*** Provided information Section Begins ***

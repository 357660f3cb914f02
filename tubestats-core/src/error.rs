//! Error types for tubestats-core

use thiserror::Error;

/// Main error type for the tubestats-core library
#[derive(Error, Debug)]
pub enum Error {
    /// Database error
    #[error("database error: {0}")]
    Database(#[from] rusqlite::Error),

    /// IO error
    #[error("IO error: {0}")]
    Io(#[from] std::io::Error),

    /// JSON parsing error
    #[error("JSON error: {0}")]
    Json(#[from] serde_json::Error),

    /// Configuration error
    #[error("configuration error: {0}")]
    Config(String),

    /// Classified videos API error
    #[error("API error: {0}")]
    Api(String),

    /// Keyword card editor error
    #[error("editor error: {0}")]
    Editor(String),

    /// No stored review for a channel/year
    #[error("review not found: {channel_id} {year}")]
    ReviewNotFound { channel_id: String, year: i32 },
}

/// Result type alias for tubestats-core
pub type Result<T> = std::result::Result<T, Error>;
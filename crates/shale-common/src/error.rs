//! Error types for ShaleDB.

use crate::page::PageId;
use thiserror::Error;

/// Result type alias using ShaleError.
pub type Result<T> = std::result::Result<T, ShaleError>;

/// Errors that can occur in ShaleDB storage operations.
#[derive(Debug, Error)]
pub enum ShaleError {
    // I/O errors are fatal; callers propagate them without retrying.
    #[error("I/O error: {0}")]
    Io(#[from] std::io::Error),

    #[error("Buffer pool full, unable to allocate frame")]
    BufferPoolFull,

    #[error("Page not found: {page_id}")]
    PageNotFound { page_id: PageId },

    #[error("Page {page_id} is pinned and cannot be deleted")]
    PagePinned { page_id: PageId },

    #[error("Page corrupted: {0}")]
    Corrupted(String),
}

#[cfg(test)]
mod tests {
    use super::*;
    use std::io::{Error as IoError, ErrorKind};

    #[test]
    fn test_io_error_conversion() {
        let io_err = IoError::new(ErrorKind::NotFound, "file not found");
        let err: ShaleError = io_err.into();
        assert!(matches!(err, ShaleError::Io(_)));
        assert!(err.to_string().contains("I/O error"));
    }

    #[test]
    fn test_buffer_pool_full_display() {
        let err = ShaleError::BufferPoolFull;
        assert_eq!(err.to_string(), "Buffer pool full, unable to allocate frame");
    }

    #[test]
    fn test_page_not_found_display() {
        let err = ShaleError::PageNotFound { page_id: 42 };
        assert_eq!(err.to_string(), "Page not found: 42");
    }

    #[test]
    fn test_page_pinned_display() {
        let err = ShaleError::PagePinned { page_id: 7 };
        assert_eq!(err.to_string(), "Page 7 is pinned and cannot be deleted");
    }

    #[test]
    fn test_corrupted_display() {
        let err = ShaleError::Corrupted("bad node type".to_string());
        assert_eq!(err.to_string(), "Page corrupted: bad node type");
    }

    #[test]
    fn test_result_type_alias() {
        fn returns_ok() -> Result<i32> {
            Ok(42)
        }

        fn returns_err() -> Result<i32> {
            Err(ShaleError::BufferPoolFull)
        }

        assert!(returns_ok().is_ok());
        assert!(returns_err().is_err());
    }

    #[test]
    fn test_error_is_send_sync() {
        fn assert_send_sync<T: Send + Sync>() {}
        assert_send_sync::<ShaleError>();
    }
}
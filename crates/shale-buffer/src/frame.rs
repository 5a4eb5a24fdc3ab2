//! Buffer frame management.

use parking_lot::RwLock;
use std::sync::atomic::{AtomicBool, AtomicI32, AtomicU32, Ordering};

use shale_common::{PageId, INVALID_PAGE_ID, PAGE_SIZE};

/// A frame in the buffer pool holding at most one page.
///
/// Each frame contains the page data (PAGE_SIZE bytes) plus the metadata the
/// pool needs for pinning and dirty tracking. Metadata is atomic so RAII
/// guards can unpin without taking the pool latch; the data sits behind its
/// own `RwLock` so a flush never observes a torn write.
pub struct Frame {
    /// The page currently stored in this frame (INVALID_PAGE_ID = none).
    page_id: AtomicI32,
    /// Page data buffer.
    data: RwLock<Box<[u8; PAGE_SIZE]>>,
    /// Number of users currently accessing this page.
    pin_count: AtomicU32,
    /// Whether the in-memory bytes may differ from disk.
    is_dirty: AtomicBool,
}

impl Frame {
    /// Creates a new empty buffer frame.
    pub fn new() -> Self {
        Self {
            page_id: AtomicI32::new(INVALID_PAGE_ID),
            data: RwLock::new(Box::new([0u8; PAGE_SIZE])),
            pin_count: AtomicU32::new(0),
            is_dirty: AtomicBool::new(false),
        }
    }

    /// Returns the page id currently stored in this frame, or None.
    #[inline]
    pub fn page_id(&self) -> Option<PageId> {
        let id = self.page_id.load(Ordering::Acquire);
        if id == INVALID_PAGE_ID {
            None
        } else {
            Some(id)
        }
    }

    /// Sets the page id for this frame.
    #[inline]
    pub fn set_page_id(&self, page_id: PageId) {
        self.page_id.store(page_id, Ordering::Release);
    }

    /// Returns the current pin count.
    #[inline]
    pub fn pin_count(&self) -> u32 {
        self.pin_count.load(Ordering::Acquire)
    }

    /// Increments the pin count. Returns the previous value.
    #[inline]
    pub fn pin(&self) -> u32 {
        self.pin_count.fetch_add(1, Ordering::AcqRel)
    }

    /// Decrements the pin count and returns the new value.
    ///
    /// A pin count of zero stays at zero; the pool checks before calling.
    #[inline]
    pub fn unpin(&self) -> u32 {
        let prev = self.pin_count.fetch_sub(1, Ordering::AcqRel);
        if prev == 0 {
            self.pin_count.store(0, Ordering::Release);
            return 0;
        }
        prev - 1
    }

    /// Returns true if this frame is pinned.
    #[inline]
    pub fn is_pinned(&self) -> bool {
        self.pin_count() > 0
    }

    /// Returns true if this frame is dirty.
    #[inline]
    pub fn is_dirty(&self) -> bool {
        self.is_dirty.load(Ordering::Acquire)
    }

    /// Sets the dirty flag.
    #[inline]
    pub fn set_dirty(&self, dirty: bool) {
        self.is_dirty.store(dirty, Ordering::Release);
    }

    /// Returns true if this frame holds no page.
    #[inline]
    pub fn is_empty(&self) -> bool {
        self.page_id.load(Ordering::Acquire) == INVALID_PAGE_ID
    }

    /// Reads the page data.
    #[inline]
    pub fn read_data(&self) -> parking_lot::RwLockReadGuard<'_, Box<[u8; PAGE_SIZE]>> {
        self.data.read()
    }

    /// Writes to the page data.
    #[inline]
    pub fn write_data(&self) -> parking_lot::RwLockWriteGuard<'_, Box<[u8; PAGE_SIZE]>> {
        self.data.write()
    }

    /// Copies data into the frame.
    #[inline]
    pub fn copy_from(&self, src: &[u8; PAGE_SIZE]) {
        self.data.write().copy_from_slice(src);
    }

    /// Resets the frame to the empty state, zeroing its data.
    pub fn reset(&self) {
        self.page_id.store(INVALID_PAGE_ID, Ordering::Release);
        self.pin_count.store(0, Ordering::Release);
        self.is_dirty.store(false, Ordering::Release);
        self.data.write().fill(0);
    }
}

impl Default for Frame {
    fn default() -> Self {
        Self::new()
    }
}

impl std::fmt::Debug for Frame {
    fn fmt(&self, f: &mut std::fmt::Formatter<'_>) -> std::fmt::Result {
        f.debug_struct("Frame")
            .field("page_id", &self.page_id())
            .field("pin_count", &self.pin_count())
            .field("is_dirty", &self.is_dirty())
            .finish()
    }
}
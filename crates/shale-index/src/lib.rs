//! B+ tree index for ShaleDB.
//!
//! The tree lives entirely in buffer-pool pages: internal pages route
//! searches, leaf pages hold `(key, rid)` pairs and chain together for
//! range scans. The root page id of every index is persisted in the header
//! page at page id 0.

pub mod header;
pub mod iterator;
pub mod node;
pub mod tree;

pub use header::HeaderPage;
pub use iterator::IndexIterator;
pub use node::{InternalNode, LeafNode, NodeHeader, NodeType};
pub use tree::{BPlusTree, BTreeConfig};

*** Provided information Section Ends ***

▸ **Assigned task**
Find the lines in the data that include "unable", then copy each of them.

▸ **Response**
    #[error("Buffer pool full, unable to allocate frame")]
        assert_eq!(err.to_string(), "Buffer pool full, unable to allocate frame");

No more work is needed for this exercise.